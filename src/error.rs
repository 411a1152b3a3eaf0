use thiserror::Error;

/// Error types for the classroom coordinator
#[derive(Debug, Error)]
pub enum ClassroomError {
    /// Membership errors
    #[error("Connection {0} is already registered")]
    DuplicateConnection(String),

    #[error("User {0} not found")]
    UserNotFound(String),

    #[error("Username required")]
    UsernameRequired,

    #[error("Connection {0} has not joined the classroom")]
    NotJoined(String),

    #[error("User directory unavailable: {0}")]
    UserDirectory(String),

    /// Command errors
    #[error("Connection {0} not authorized for this operation")]
    Unauthorized(String),

    #[error("Slide index {index} out of range (total slides: {total})")]
    OutOfRange { index: i64, total: usize },

    #[error("Message text is empty")]
    EmptyMessage,

    #[error("Whiteboard is off")]
    WhiteboardInactive,

    /// Slide producer errors
    #[error("Slide set contains no slides")]
    EmptySlideSet,

    /// Wire errors
    #[error("Invalid message: {0}")]
    InvalidMessage(String),

    #[error("Failed to serialize message: {0}")]
    SerializationFailed(#[from] serde_json::Error),

    /// Configuration errors
    #[error("Invalid configuration: {0}")]
    InvalidConfiguration(String),

    /// Generic errors
    #[error("Internal server error: {0}")]
    Internal(String),
}

/// Convenience type alias for Results using ClassroomError
pub type Result<T> = std::result::Result<T, ClassroomError>;

impl ClassroomError {
    /// Helper to create Internal errors with context
    pub fn internal(msg: impl Into<String>) -> Self {
        ClassroomError::Internal(msg.into())
    }

    /// Helper to create boundary validation errors
    pub fn invalid_message(msg: impl Into<String>) -> Self {
        ClassroomError::InvalidMessage(msg.into())
    }

    /// Stable code sent to clients in `join-error` and `command-rejected`
    pub fn code(&self) -> &'static str {
        match self {
            ClassroomError::DuplicateConnection(_) => "duplicate-connection",
            ClassroomError::UserNotFound(_) => "user-not-found",
            ClassroomError::UsernameRequired => "username-required",
            ClassroomError::NotJoined(_) => "not-joined",
            ClassroomError::UserDirectory(_) => "user-directory-unavailable",
            ClassroomError::Unauthorized(_) => "unauthorized",
            ClassroomError::OutOfRange { .. } => "out-of-range",
            ClassroomError::EmptyMessage => "empty-message",
            ClassroomError::WhiteboardInactive => "whiteboard-inactive",
            ClassroomError::EmptySlideSet => "empty-slide-set",
            ClassroomError::InvalidMessage(_) => "invalid-message",
            ClassroomError::SerializationFailed(_) => "serialization-failed",
            ClassroomError::InvalidConfiguration(_) => "invalid-configuration",
            ClassroomError::Internal(_) => "internal",
        }
    }
}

# TASK GOAL:
If a line of the data above contains "UsernameRequired", copy it out.

# RESPONSE AREA:
    UsernameRequired,
            ClassroomError::UsernameRequired => "username-required",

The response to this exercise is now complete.